ACTIVITY »
Below are entries; count each line that holds the word "ConfigError" and report the number without any other words.

(Collected data entries)
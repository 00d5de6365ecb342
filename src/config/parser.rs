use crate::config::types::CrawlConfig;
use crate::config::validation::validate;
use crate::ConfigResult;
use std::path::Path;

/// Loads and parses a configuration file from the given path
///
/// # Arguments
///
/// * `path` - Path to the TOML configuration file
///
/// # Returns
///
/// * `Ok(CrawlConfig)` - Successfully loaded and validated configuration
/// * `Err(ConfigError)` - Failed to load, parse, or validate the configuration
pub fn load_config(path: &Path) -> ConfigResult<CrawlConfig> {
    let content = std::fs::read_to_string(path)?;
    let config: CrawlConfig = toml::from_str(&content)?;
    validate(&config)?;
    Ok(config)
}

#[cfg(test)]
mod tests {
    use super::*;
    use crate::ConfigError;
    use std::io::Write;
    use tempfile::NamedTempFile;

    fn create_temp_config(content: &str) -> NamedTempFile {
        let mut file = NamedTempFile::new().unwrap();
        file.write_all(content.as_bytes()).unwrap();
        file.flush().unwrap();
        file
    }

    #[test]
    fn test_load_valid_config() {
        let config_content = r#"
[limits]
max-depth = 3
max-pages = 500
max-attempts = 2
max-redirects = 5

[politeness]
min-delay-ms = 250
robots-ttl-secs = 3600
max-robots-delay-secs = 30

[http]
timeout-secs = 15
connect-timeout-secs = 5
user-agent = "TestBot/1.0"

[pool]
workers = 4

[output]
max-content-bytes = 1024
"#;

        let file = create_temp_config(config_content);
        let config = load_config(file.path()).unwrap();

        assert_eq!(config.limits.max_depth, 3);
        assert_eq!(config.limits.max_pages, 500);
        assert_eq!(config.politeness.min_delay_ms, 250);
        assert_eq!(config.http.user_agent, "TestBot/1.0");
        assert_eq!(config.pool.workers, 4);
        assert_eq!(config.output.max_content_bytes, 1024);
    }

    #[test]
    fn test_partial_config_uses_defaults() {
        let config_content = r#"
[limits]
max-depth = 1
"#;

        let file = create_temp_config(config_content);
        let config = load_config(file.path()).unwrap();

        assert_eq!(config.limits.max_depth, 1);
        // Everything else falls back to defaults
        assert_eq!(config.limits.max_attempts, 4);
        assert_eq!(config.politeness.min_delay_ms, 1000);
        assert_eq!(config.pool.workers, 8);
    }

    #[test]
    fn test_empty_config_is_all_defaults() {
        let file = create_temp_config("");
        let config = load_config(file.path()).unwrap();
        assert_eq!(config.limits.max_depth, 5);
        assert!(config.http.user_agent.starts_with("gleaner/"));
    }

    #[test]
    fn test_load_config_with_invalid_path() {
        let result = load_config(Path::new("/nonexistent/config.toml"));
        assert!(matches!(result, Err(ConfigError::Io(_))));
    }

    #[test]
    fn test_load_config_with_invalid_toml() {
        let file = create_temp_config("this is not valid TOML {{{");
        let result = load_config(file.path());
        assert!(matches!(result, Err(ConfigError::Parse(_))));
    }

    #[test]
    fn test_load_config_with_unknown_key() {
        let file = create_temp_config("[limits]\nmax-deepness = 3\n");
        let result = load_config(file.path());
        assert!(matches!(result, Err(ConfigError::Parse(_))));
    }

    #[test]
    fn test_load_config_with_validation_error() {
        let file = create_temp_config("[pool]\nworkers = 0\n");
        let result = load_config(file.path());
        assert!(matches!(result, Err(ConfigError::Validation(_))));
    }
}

TASK SOLUTION »
6